### Saved entries
• • • •

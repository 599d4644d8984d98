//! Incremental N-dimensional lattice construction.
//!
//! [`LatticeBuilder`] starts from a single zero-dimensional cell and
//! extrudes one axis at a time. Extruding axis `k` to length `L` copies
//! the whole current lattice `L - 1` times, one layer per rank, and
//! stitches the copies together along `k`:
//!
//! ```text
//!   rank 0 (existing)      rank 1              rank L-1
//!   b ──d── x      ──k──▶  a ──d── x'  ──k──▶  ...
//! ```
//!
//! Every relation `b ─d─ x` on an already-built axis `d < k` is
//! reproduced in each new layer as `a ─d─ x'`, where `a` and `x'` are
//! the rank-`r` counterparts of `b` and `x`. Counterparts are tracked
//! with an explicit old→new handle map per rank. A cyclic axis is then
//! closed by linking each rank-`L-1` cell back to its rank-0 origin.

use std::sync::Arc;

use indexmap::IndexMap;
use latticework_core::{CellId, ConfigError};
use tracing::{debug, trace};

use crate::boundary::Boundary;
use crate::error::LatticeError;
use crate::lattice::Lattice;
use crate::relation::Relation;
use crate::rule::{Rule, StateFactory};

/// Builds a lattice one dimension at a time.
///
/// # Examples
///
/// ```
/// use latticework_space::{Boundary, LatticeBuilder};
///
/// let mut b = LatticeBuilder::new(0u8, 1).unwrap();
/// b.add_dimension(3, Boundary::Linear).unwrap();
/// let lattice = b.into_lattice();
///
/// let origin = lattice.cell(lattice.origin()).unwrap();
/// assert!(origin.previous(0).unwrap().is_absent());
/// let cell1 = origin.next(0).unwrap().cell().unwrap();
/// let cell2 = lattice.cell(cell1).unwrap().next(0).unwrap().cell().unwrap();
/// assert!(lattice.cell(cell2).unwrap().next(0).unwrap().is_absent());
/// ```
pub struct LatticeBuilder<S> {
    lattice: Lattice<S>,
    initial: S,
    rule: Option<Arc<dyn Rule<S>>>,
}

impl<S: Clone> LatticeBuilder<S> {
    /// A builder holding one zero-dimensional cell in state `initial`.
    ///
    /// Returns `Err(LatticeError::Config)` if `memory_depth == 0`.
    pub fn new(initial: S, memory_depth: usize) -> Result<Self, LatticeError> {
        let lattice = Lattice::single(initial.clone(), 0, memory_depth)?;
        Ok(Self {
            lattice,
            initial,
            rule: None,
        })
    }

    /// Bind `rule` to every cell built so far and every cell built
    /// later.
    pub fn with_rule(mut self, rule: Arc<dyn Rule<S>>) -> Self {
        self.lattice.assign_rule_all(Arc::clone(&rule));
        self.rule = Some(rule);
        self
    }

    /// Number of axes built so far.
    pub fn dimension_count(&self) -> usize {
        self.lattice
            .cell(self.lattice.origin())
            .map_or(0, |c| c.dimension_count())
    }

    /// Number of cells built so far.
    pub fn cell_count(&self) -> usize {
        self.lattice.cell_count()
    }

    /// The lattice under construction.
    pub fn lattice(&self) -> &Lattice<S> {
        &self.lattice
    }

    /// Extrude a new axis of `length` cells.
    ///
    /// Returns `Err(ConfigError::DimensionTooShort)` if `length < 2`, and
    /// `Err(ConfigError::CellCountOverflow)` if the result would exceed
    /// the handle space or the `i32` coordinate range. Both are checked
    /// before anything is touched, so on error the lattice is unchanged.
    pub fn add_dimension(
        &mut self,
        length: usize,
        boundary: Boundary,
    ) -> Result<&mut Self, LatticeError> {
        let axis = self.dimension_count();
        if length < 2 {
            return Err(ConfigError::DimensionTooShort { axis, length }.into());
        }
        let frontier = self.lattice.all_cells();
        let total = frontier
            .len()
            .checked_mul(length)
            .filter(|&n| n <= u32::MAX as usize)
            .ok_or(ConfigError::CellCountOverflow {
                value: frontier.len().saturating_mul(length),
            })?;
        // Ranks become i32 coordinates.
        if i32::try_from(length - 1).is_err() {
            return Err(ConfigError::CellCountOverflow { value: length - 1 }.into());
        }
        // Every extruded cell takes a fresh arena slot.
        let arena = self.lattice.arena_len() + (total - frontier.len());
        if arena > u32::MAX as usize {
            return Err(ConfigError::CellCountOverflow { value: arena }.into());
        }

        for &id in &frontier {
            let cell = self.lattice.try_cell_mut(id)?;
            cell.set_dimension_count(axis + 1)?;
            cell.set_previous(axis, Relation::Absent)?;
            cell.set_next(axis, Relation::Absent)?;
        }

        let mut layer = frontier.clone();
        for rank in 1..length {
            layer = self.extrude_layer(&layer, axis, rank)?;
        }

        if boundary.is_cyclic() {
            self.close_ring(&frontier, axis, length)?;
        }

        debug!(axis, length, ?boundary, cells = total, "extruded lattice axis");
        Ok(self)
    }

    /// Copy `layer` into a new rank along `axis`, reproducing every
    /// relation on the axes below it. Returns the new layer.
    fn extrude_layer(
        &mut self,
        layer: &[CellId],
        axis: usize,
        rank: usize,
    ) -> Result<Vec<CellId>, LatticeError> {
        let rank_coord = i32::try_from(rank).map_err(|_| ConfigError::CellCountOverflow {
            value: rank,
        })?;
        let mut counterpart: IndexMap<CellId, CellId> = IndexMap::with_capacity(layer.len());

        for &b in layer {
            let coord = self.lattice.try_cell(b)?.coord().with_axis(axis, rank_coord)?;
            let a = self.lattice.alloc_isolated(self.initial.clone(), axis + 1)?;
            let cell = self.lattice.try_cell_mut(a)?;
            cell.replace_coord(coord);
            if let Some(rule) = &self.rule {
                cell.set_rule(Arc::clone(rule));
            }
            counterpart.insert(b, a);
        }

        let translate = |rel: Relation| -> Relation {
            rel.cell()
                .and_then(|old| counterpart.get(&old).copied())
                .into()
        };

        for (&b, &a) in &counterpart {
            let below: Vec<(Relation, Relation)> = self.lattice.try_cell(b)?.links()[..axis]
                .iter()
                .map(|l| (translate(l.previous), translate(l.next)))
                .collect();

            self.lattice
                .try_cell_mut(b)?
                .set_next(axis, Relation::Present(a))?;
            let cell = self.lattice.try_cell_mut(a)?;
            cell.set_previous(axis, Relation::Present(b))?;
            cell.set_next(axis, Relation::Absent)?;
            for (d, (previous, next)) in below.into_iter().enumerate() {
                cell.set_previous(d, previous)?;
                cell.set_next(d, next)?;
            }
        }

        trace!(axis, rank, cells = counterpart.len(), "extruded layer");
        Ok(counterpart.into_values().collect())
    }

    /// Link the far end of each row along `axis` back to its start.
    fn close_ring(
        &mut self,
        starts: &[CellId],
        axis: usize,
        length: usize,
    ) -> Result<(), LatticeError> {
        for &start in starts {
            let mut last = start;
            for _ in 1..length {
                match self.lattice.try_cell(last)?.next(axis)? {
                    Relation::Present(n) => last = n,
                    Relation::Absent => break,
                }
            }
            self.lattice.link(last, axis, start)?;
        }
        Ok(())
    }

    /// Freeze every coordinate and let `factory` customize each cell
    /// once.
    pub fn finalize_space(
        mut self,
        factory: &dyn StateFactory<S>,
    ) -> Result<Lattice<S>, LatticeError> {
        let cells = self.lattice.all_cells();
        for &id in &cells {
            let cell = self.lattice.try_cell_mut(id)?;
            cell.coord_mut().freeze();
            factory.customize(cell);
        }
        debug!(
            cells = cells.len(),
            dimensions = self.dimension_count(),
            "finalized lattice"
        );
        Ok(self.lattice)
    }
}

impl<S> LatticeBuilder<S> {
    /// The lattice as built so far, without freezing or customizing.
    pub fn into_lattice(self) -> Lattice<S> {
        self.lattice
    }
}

• • • •

### Requirement
Return every record above exactly, line by line.

### Solution to the exercise
repository 599d4644d8984d98
//! Incremental N-dimensional lattice construction.
//!
//! [`LatticeBuilder`] starts from a single zero-dimensional cell and
//! extrudes one axis at a time. Extruding axis `k` to length `L` copies
//! the whole current lattice `L - 1` times, one layer per rank, and
//! stitches the copies together along `k`:
//!
//! ```text
//!   rank 0 (existing)      rank 1              rank L-1
//!   b ──d── x      ──k──▶  a ──d── x'  ──k──▶  ...
//! ```
//!
//! Every relation `b ─d─ x` on an already-built axis `d < k` is
//! reproduced in each new layer as `a ─d─ x'`, where `a` and `x'` are
//! the rank-`r` counterparts of `b` and `x`. Counterparts are tracked
//! with an explicit old→new handle map per rank. A cyclic axis is then
//! closed by linking each rank-`L-1` cell back to its rank-0 origin.

use std::sync::Arc;

use indexmap::IndexMap;
use latticework_core::{CellId, ConfigError};
use tracing::{debug, trace};

use crate::boundary::Boundary;
use crate::error::LatticeError;
use crate::lattice::Lattice;
use crate::relation::Relation;
use crate::rule::{Rule, StateFactory};

/// Builds a lattice one dimension at a time.
///
/// # Examples
///
/// ```
/// use latticework_space::{Boundary, LatticeBuilder};
///
/// let mut b = LatticeBuilder::new(0u8, 1).unwrap();
/// b.add_dimension(3, Boundary::Linear).unwrap();
/// let lattice = b.into_lattice();
///
/// let origin = lattice.cell(lattice.origin()).unwrap();
/// assert!(origin.previous(0).unwrap().is_absent());
/// let cell1 = origin.next(0).unwrap().cell().unwrap();
/// let cell2 = lattice.cell(cell1).unwrap().next(0).unwrap().cell().unwrap();
/// assert!(lattice.cell(cell2).unwrap().next(0).unwrap().is_absent());
/// ```
pub struct LatticeBuilder<S> {
    lattice: Lattice<S>,
    initial: S,
    rule: Option<Arc<dyn Rule<S>>>,
}

impl<S: Clone> LatticeBuilder<S> {
    /// A builder holding one zero-dimensional cell in state `initial`.
    ///
    /// Returns `Err(LatticeError::Config)` if `memory_depth == 0`.
    pub fn new(initial: S, memory_depth: usize) -> Result<Self, LatticeError> {
        let lattice = Lattice::single(initial.clone(), 0, memory_depth)?;
        Ok(Self {
            lattice,
            initial,
            rule: None,
        })
    }

    /// Bind `rule` to every cell built so far and every cell built
    /// later.
    pub fn with_rule(mut self, rule: Arc<dyn Rule<S>>) -> Self {
        self.lattice.assign_rule_all(Arc::clone(&rule));
        self.rule = Some(rule);
        self
    }

    /// Number of axes built so far.
    pub fn dimension_count(&self) -> usize {
        self.lattice
            .cell(self.lattice.origin())
            .map_or(0, |c| c.dimension_count())
    }

    /// Number of cells built so far.
    pub fn cell_count(&self) -> usize {
        self.lattice.cell_count()
    }

    /// The lattice under construction.
    pub fn lattice(&self) -> &Lattice<S> {
        &self.lattice
    }

    /// Extrude a new axis of `length` cells.
    ///
    /// Returns `Err(ConfigError::DimensionTooShort)` if `length < 2`, and
    /// `Err(ConfigError::CellCountOverflow)` if the result would exceed
    /// the handle space or the `i32` coordinate range. Both are checked
    /// before anything is touched, so on error the lattice is unchanged.
    pub fn add_dimension(
        &mut self,
        length: usize,
        boundary: Boundary,
    ) -> Result<&mut Self, LatticeError> {
        let axis = self.dimension_count();
        if length < 2 {
            return Err(ConfigError::DimensionTooShort { axis, length }.into());
        }
        let frontier = self.lattice.all_cells();
        let total = frontier
            .len()
            .checked_mul(length)
            .filter(|&n| n <= u32::MAX as usize)
            .ok_or(ConfigError::CellCountOverflow {
                value: frontier.len().saturating_mul(length),
            })?;
        // Ranks become i32 coordinates.
        if i32::try_from(length - 1).is_err() {
            return Err(ConfigError::CellCountOverflow { value: length - 1 }.into());
        }
        // Every extruded cell takes a fresh arena slot.
        let arena = self.lattice.arena_len() + (total - frontier.len());
        if arena > u32::MAX as usize {
            return Err(ConfigError::CellCountOverflow { value: arena }.into());
        }

        for &id in &frontier {
            let cell = self.lattice.try_cell_mut(id)?;
            cell.set_dimension_count(axis + 1)?;
            cell.set_previous(axis, Relation::Absent)?;
            cell.set_next(axis, Relation::Absent)?;
        }

        let mut layer = frontier.clone();
        for rank in 1..length {
            layer = self.extrude_layer(&layer, axis, rank)?;
        }

        if boundary.is_cyclic() {
            self.close_ring(&frontier, axis, length)?;
        }

        debug!(axis, length, ?boundary, cells = total, "extruded lattice axis");
        Ok(self)
    }

    /// Copy `layer` into a new rank along `axis`, reproducing every
    /// relation on the axes below it. Returns the new layer.
    fn extrude_layer(
        &mut self,
        layer: &[CellId],
        axis: usize,
        rank: usize,
    ) -> Result<Vec<CellId>, LatticeError> {
        let rank_coord = i32::try_from(rank).map_err(|_| ConfigError::CellCountOverflow {
            value: rank,
        })?;
        let mut counterpart: IndexMap<CellId, CellId> = IndexMap::with_capacity(layer.len());

        for &b in layer {
            let coord = self.lattice.try_cell(b)?.coord().with_axis(axis, rank_coord)?;
            let a = self.lattice.alloc_isolated(self.initial.clone(), axis + 1)?;
            let cell = self.lattice.try_cell_mut(a)?;
            cell.replace_coord(coord);
            if let Some(rule) = &self.rule {
                cell.set_rule(Arc::clone(rule));
            }
            counterpart.insert(b, a);
        }

        let translate = |rel: Relation| -> Relation {
            rel.cell()
                .and_then(|old| counterpart.get(&old).copied())
                .into()
        };

        for (&b, &a) in &counterpart {
            let below: Vec<(Relation, Relation)> = self.lattice.try_cell(b)?.links()[..axis]
                .iter()
                .map(|l| (translate(l.previous), translate(l.next)))
                .collect();

            self.lattice
                .try_cell_mut(b)?
                .set_next(axis, Relation::Present(a))?;
            let cell = self.lattice.try_cell_mut(a)?;
            cell.set_previous(axis, Relation::Present(b))?;
            cell.set_next(axis, Relation::Absent)?;
            for (d, (previous, next)) in below.into_iter().enumerate() {
                cell.set_previous(d, previous)?;
                cell.set_next(d, next)?;
            }
        }

        trace!(axis, rank, cells = counterpart.len(), "extruded layer");
        Ok(counterpart.into_values().collect())
    }

    /// Link the far end of each row along `axis` back to its start.
    fn close_ring(
        &mut self,
        starts: &[CellId],
        axis: usize,
        length: usize,
    ) -> Result<(), LatticeError> {
        for &start in starts {
            let mut last = start;
            for _ in 1..length {
                match self.lattice.try_cell(last)?.next(axis)? {
                    Relation::Present(n) => last = n,
                    Relation::Absent => break,
                }
            }
            self.lattice.link(last, axis, start)?;
        }
        Ok(())
    }

    /// Freeze every coordinate and let `factory` customize each cell
    /// once.
    pub fn finalize_space(
        mut self,
        factory: &dyn StateFactory<S>,
    ) -> Result<Lattice<S>, LatticeError> {
        let cells = self.lattice.all_cells();
        for &id in &cells {
            let cell = self.lattice.try_cell_mut(id)?;
            cell.coord_mut().freeze();
            factory.customize(cell);
        }
        debug!(
            cells = cells.len(),
            dimensions = self.dimension_count(),
            "finalized lattice"
        );
        Ok(self.lattice)
    }
}

impl<S> LatticeBuilder<S> {
    /// The lattice as built so far, without freezing or customizing.
    pub fn into_lattice(self) -> Lattice<S> {
        self.lattice
    }
}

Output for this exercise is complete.